**Task to complete**
Among the following entries, say how many lines contain the word "Returns"; the answer is a number and nothing else.

**Listed entries**
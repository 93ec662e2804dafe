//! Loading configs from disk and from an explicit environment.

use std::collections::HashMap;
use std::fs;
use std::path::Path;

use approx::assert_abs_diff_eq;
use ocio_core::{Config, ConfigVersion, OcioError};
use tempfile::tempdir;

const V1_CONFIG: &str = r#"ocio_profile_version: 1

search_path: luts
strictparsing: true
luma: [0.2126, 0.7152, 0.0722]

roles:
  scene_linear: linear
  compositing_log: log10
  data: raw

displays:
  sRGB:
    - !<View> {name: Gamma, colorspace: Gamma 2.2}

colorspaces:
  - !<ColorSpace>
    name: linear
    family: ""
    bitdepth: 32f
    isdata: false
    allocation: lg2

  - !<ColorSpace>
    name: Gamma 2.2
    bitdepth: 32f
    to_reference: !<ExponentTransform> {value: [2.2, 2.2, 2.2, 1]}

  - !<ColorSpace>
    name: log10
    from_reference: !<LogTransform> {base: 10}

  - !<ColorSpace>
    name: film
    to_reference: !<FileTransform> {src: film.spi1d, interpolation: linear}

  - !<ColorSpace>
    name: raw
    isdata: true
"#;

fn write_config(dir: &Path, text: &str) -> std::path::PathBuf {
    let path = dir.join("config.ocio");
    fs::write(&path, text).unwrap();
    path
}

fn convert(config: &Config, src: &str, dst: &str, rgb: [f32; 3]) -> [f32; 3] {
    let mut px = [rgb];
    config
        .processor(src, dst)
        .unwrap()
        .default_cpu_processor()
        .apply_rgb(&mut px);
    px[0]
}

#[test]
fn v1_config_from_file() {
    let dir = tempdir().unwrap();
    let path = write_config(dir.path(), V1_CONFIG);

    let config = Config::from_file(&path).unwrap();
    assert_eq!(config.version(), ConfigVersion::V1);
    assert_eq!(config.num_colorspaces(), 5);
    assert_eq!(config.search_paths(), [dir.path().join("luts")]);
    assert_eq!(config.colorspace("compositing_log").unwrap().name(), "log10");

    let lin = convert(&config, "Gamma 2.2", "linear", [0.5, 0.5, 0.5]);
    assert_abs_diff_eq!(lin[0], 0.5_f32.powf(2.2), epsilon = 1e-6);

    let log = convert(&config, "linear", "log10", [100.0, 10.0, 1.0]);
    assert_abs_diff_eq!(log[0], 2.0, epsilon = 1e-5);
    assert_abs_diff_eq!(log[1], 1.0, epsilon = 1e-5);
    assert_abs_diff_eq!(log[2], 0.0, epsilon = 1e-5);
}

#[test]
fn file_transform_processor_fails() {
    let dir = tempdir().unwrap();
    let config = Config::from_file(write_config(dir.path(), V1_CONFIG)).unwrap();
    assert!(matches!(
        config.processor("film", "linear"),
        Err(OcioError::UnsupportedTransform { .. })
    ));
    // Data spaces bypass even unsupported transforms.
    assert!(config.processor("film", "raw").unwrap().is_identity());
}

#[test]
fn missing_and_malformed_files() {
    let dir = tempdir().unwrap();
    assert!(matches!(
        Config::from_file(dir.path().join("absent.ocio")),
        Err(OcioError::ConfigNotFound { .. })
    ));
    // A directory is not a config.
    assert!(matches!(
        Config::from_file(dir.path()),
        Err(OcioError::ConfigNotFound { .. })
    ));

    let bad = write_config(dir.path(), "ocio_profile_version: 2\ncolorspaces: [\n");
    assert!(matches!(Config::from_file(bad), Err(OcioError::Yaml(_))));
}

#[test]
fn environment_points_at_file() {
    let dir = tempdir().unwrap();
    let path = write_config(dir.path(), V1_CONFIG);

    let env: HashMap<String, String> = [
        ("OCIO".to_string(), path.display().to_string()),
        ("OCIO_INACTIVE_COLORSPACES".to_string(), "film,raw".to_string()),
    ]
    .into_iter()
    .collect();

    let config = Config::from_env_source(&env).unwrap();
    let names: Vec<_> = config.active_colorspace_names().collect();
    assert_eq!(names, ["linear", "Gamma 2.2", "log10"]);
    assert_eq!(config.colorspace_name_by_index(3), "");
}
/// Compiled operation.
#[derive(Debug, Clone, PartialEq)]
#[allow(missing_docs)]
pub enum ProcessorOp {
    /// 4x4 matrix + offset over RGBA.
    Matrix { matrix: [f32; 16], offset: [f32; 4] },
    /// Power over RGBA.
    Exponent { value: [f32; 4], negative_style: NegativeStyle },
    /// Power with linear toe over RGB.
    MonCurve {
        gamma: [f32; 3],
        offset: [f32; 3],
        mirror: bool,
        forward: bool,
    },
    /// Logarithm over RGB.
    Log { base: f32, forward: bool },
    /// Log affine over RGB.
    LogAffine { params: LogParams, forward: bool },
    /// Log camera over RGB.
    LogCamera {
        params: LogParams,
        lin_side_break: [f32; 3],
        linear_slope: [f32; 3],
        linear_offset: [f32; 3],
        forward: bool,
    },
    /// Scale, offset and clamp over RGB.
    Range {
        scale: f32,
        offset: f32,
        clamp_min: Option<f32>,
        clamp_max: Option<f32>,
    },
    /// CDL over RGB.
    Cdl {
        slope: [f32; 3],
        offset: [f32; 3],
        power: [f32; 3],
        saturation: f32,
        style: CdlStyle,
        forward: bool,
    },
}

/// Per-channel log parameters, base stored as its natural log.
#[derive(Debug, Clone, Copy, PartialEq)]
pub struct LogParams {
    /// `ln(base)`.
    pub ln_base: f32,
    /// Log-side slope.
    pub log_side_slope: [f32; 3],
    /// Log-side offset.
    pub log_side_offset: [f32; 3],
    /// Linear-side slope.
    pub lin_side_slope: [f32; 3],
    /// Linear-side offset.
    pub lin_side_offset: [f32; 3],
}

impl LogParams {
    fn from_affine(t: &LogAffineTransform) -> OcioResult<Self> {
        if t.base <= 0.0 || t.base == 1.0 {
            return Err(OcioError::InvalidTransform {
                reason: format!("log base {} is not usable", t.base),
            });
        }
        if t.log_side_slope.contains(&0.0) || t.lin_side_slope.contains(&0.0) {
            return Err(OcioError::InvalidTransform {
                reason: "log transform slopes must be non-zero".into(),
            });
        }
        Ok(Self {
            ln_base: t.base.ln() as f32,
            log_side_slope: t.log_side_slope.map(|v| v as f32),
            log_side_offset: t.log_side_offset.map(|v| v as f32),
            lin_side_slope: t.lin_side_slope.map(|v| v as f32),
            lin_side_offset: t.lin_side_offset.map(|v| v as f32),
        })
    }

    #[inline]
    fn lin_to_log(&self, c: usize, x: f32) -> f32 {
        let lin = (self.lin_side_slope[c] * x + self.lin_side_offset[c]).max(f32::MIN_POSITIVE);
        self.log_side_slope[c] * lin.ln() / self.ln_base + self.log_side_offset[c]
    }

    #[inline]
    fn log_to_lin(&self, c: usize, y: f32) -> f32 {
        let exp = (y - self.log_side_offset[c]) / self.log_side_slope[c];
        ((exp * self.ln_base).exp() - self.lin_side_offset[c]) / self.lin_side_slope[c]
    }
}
...
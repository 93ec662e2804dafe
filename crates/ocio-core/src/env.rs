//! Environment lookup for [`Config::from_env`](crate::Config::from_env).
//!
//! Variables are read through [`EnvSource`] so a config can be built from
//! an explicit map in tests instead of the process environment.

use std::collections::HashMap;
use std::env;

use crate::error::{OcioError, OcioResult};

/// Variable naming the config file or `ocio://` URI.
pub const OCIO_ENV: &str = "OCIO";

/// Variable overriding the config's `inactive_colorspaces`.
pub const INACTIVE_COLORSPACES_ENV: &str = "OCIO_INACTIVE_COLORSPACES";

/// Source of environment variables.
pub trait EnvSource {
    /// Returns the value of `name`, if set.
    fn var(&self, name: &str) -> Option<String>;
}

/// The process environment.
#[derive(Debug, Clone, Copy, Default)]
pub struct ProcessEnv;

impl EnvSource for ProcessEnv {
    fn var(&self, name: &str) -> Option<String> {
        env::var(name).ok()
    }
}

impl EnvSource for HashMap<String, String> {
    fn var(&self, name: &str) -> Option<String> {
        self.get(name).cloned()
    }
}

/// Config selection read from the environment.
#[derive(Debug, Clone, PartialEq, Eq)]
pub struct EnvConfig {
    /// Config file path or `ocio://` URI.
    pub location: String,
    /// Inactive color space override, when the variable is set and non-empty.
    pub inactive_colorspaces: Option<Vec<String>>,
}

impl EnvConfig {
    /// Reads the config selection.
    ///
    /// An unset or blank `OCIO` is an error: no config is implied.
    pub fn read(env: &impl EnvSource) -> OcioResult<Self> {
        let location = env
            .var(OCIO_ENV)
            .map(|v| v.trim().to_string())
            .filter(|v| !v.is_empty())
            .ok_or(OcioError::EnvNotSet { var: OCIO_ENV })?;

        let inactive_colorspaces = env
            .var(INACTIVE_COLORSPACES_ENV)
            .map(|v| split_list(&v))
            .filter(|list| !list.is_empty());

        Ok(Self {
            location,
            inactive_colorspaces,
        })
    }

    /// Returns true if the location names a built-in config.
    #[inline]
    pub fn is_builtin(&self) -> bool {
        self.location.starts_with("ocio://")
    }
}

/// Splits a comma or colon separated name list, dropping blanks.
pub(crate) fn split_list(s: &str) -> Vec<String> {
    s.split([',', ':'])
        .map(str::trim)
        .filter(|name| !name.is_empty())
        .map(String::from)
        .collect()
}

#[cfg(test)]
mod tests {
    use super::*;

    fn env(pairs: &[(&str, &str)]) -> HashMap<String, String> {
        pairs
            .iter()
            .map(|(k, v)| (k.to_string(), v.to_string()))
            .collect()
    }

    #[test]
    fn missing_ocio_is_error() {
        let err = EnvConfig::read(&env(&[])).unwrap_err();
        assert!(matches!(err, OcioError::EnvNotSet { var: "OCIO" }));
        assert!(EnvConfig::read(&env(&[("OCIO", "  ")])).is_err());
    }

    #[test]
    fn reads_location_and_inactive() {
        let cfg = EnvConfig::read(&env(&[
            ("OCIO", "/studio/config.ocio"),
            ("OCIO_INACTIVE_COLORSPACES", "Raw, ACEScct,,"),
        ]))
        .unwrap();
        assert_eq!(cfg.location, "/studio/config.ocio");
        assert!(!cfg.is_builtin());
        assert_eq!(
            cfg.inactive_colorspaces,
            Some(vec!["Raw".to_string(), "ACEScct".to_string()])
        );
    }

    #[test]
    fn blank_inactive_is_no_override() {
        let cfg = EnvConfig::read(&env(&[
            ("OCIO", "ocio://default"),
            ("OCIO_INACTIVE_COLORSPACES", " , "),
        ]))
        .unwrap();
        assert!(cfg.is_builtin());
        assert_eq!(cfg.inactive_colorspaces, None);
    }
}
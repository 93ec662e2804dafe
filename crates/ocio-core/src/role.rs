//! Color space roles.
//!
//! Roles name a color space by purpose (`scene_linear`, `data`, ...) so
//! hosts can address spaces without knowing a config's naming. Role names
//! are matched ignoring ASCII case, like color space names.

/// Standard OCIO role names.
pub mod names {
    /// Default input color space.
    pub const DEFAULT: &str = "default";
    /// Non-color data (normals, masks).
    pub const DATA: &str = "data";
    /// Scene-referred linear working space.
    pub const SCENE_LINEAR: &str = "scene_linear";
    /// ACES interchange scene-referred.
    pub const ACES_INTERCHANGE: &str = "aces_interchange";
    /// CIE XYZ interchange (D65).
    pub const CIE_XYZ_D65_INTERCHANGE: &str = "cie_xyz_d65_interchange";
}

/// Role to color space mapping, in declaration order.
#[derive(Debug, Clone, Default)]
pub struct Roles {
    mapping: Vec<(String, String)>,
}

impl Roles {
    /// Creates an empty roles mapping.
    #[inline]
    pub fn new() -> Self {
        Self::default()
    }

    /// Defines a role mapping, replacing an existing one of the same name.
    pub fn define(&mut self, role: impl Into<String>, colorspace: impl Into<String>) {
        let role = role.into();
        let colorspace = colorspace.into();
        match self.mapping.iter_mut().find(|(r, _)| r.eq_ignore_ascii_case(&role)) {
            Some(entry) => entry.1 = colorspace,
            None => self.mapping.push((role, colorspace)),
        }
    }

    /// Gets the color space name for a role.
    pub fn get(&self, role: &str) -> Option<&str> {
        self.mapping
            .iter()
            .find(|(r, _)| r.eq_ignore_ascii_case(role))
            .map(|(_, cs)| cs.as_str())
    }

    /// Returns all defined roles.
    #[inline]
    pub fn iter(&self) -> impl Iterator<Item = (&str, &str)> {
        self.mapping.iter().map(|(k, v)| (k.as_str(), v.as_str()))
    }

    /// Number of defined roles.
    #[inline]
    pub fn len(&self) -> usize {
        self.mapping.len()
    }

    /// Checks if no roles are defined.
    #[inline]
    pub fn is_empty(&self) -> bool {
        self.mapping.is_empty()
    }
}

**Answer for this exercise**
3